• _What is required_: Only the lines from the start of the entries through the line with "text, status streaming." are wanted; please output them exactly.

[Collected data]
○ ○ ○ ○

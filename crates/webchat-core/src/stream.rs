use std::collections::BTreeMap;

use serde_json::Number;
use tracing::{debug, trace};

use crate::error::WebchatError;

/// Prefix applied to raw stream ids when materializing messages.
pub const STREAM_ID_PREFIX: &str = "msg_";

/// Observations produced while assembling a stream.
///
/// The caller materializes these into messages, indicator changes, and
/// dedup-window entries; the assembler itself never touches shared state.
#[derive(Debug, Clone, PartialEq)]
pub enum StreamEffect {
    /// The deferred initial message: empty text, status streaming.
    EmitInitial { id: String, timestamp: u64 },
    /// The accumulated prefix grew; full text so far.
    EmitUpdate { id: String, text: String },
    /// Assembly finished; full (possibly empty) text, status delivered.
    EmitFinal { id: String, text: String },
    /// Any active typing/thinking indicator must stop.
    StopIndicators,
    /// Record a finalized text for echo suppression.
    RecordDedup { text: String },
    /// A recoverable protocol violation to surface on the error channel.
    Error(WebchatError),
}

#[derive(Debug, Clone)]
struct StreamRecord {
    id: String,
    text: String,
    started_at: u64,
    next_expected_seq: u64,
    pending: BTreeMap<u64, String>,
    message_emitted: bool,
}

impl StreamRecord {
    fn new(id: String, started_at: u64) -> Self {
        Self {
            id,
            text: String::new(),
            started_at,
            next_expected_seq: 1,
            pending: BTreeMap::new(),
            message_emitted: false,
        }
    }
}

/// Sequence-ordered assembly state for at most one active stream.
///
/// The invariant maintained is that the emitted prefix equals the
/// concatenation of accepted deltas in ascending seq order, with no gaps.
#[derive(Debug, Clone, Default)]
pub struct StreamAssembler {
    active: Option<StreamRecord>,
}

impl StreamAssembler {
    pub fn new() -> Self {
        Self::default()
    }

    /// Prefixed id of the active stream, if any.
    pub fn active_id(&self) -> Option<&str> {
        self.active.as_ref().map(|record| record.id.as_str())
    }

    /// Whether the active stream has already accepted content.
    ///
    /// Drives typing-indicator suppression: once any delta landed, new
    /// `typing_start` frames are dropped.
    pub fn has_accepted_content(&self) -> bool {
        self.active
            .as_ref()
            .is_some_and(|record| record.next_expected_seq > 1)
    }

    /// Open a streamed assembly. The initial message emission is deferred
    /// until the first delta so an indicator can show in the meantime.
    pub fn handle_start(&mut self, id: Option<String>, now: u64) -> Vec<StreamEffect> {
        let Some(raw_id) = id else {
            return vec![StreamEffect::Error(WebchatError::missing_stream_id(
                "stream_start",
            ))];
        };

        if let Some(previous) = &self.active {
            debug!(previous = %previous.id, "replacing active stream; partial content discarded");
        }

        self.active = Some(StreamRecord::new(prefixed_id(&raw_id), now));
        Vec::new()
    }

    /// Apply one delta. Invalid sequence numbers are dropped silently;
    /// duplicates never mutate already-accepted text.
    pub fn handle_delta(&mut self, id: Option<String>, seq: &Number, v: &str) -> Vec<StreamEffect> {
        let Some(seq) = valid_seq(seq) else {
            trace!(?seq, "dropping delta with invalid seq");
            return Vec::new();
        };

        let mut effects = Vec::new();

        if self.active.is_none() {
            // Lost stream_start: open a synthetic stream and emit the
            // initial message immediately.
            let raw_id = id.unwrap_or_else(|| crate::types::now_ms().to_string());
            let mut record = StreamRecord::new(prefixed_id(&raw_id), crate::types::now_ms());
            record.message_emitted = true;
            effects.push(StreamEffect::EmitInitial {
                id: record.id.clone(),
                timestamp: record.started_at,
            });
            self.active = Some(record);
        }

        let record = self.active.as_mut().expect("active stream ensured above");

        if seq < record.next_expected_seq {
            trace!(seq, next = record.next_expected_seq, "ignoring duplicate delta");
            return effects;
        }

        if seq > record.next_expected_seq {
            record.pending.insert(seq, v.to_owned());
            return effects;
        }

        if !record.message_emitted {
            effects.push(StreamEffect::StopIndicators);
            effects.push(StreamEffect::EmitInitial {
                id: record.id.clone(),
                timestamp: record.started_at,
            });
            record.message_emitted = true;
        }

        record.text.push_str(v);
        record.next_expected_seq += 1;
        effects.push(StreamEffect::EmitUpdate {
            id: record.id.clone(),
            text: record.text.clone(),
        });

        // Greedily drain any buffered continuation.
        while let Some(chunk) = record.pending.remove(&record.next_expected_seq) {
            record.text.push_str(&chunk);
            record.next_expected_seq += 1;
            effects.push(StreamEffect::EmitUpdate {
                id: record.id.clone(),
                text: record.text.clone(),
            });
        }

        effects
    }

    /// Close an assembly. A `stream_end` for an id that never started still
    /// emits a final empty update without touching an unrelated stream.
    pub fn handle_end(&mut self, id: Option<String>) -> Vec<StreamEffect> {
        let Some(raw_id) = id else {
            return vec![StreamEffect::Error(WebchatError::missing_stream_id(
                "stream_end",
            ))];
        };

        let target = prefixed_id(&raw_id);
        let mut effects = Vec::new();

        let matches_active = self
            .active
            .as_ref()
            .is_some_and(|record| record.id == target);
        let text = if matches_active {
            self.active.take().expect("checked above").text
        } else {
            String::new()
        };

        effects.push(StreamEffect::EmitFinal {
            id: target,
            text: text.clone(),
        });
        effects.push(StreamEffect::StopIndicators);
        if !text.is_empty() {
            effects.push(StreamEffect::RecordDedup { text });
        }

        effects
    }
}

fn prefixed_id(raw: &str) -> String {
    format!("{STREAM_ID_PREFIX}{raw}")
}

/// Sequence numbers are strictly positive integers; everything else is
/// dropped.
fn valid_seq(seq: &Number) -> Option<u64> {
    seq.as_u64().filter(|seq| *seq >= 1)
}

○ ○ ○ ○

• _Response area_:
filename crates/webchat-core/src/stream.rs
use std::collections::BTreeMap;

use serde_json::Number;
use tracing::{debug, trace};

use crate::error::WebchatError;

/// Prefix applied to raw stream ids when materializing messages.
pub const STREAM_ID_PREFIX: &str = "msg_";

/// Observations produced while assembling a stream.
///
/// The caller materializes these into messages, indicator changes, and
/// dedup-window entries; the assembler itself never touches shared state.
#[derive(Debug, Clone, PartialEq)]
pub enum StreamEffect {
    /// The deferred initial message: empty text, status streaming.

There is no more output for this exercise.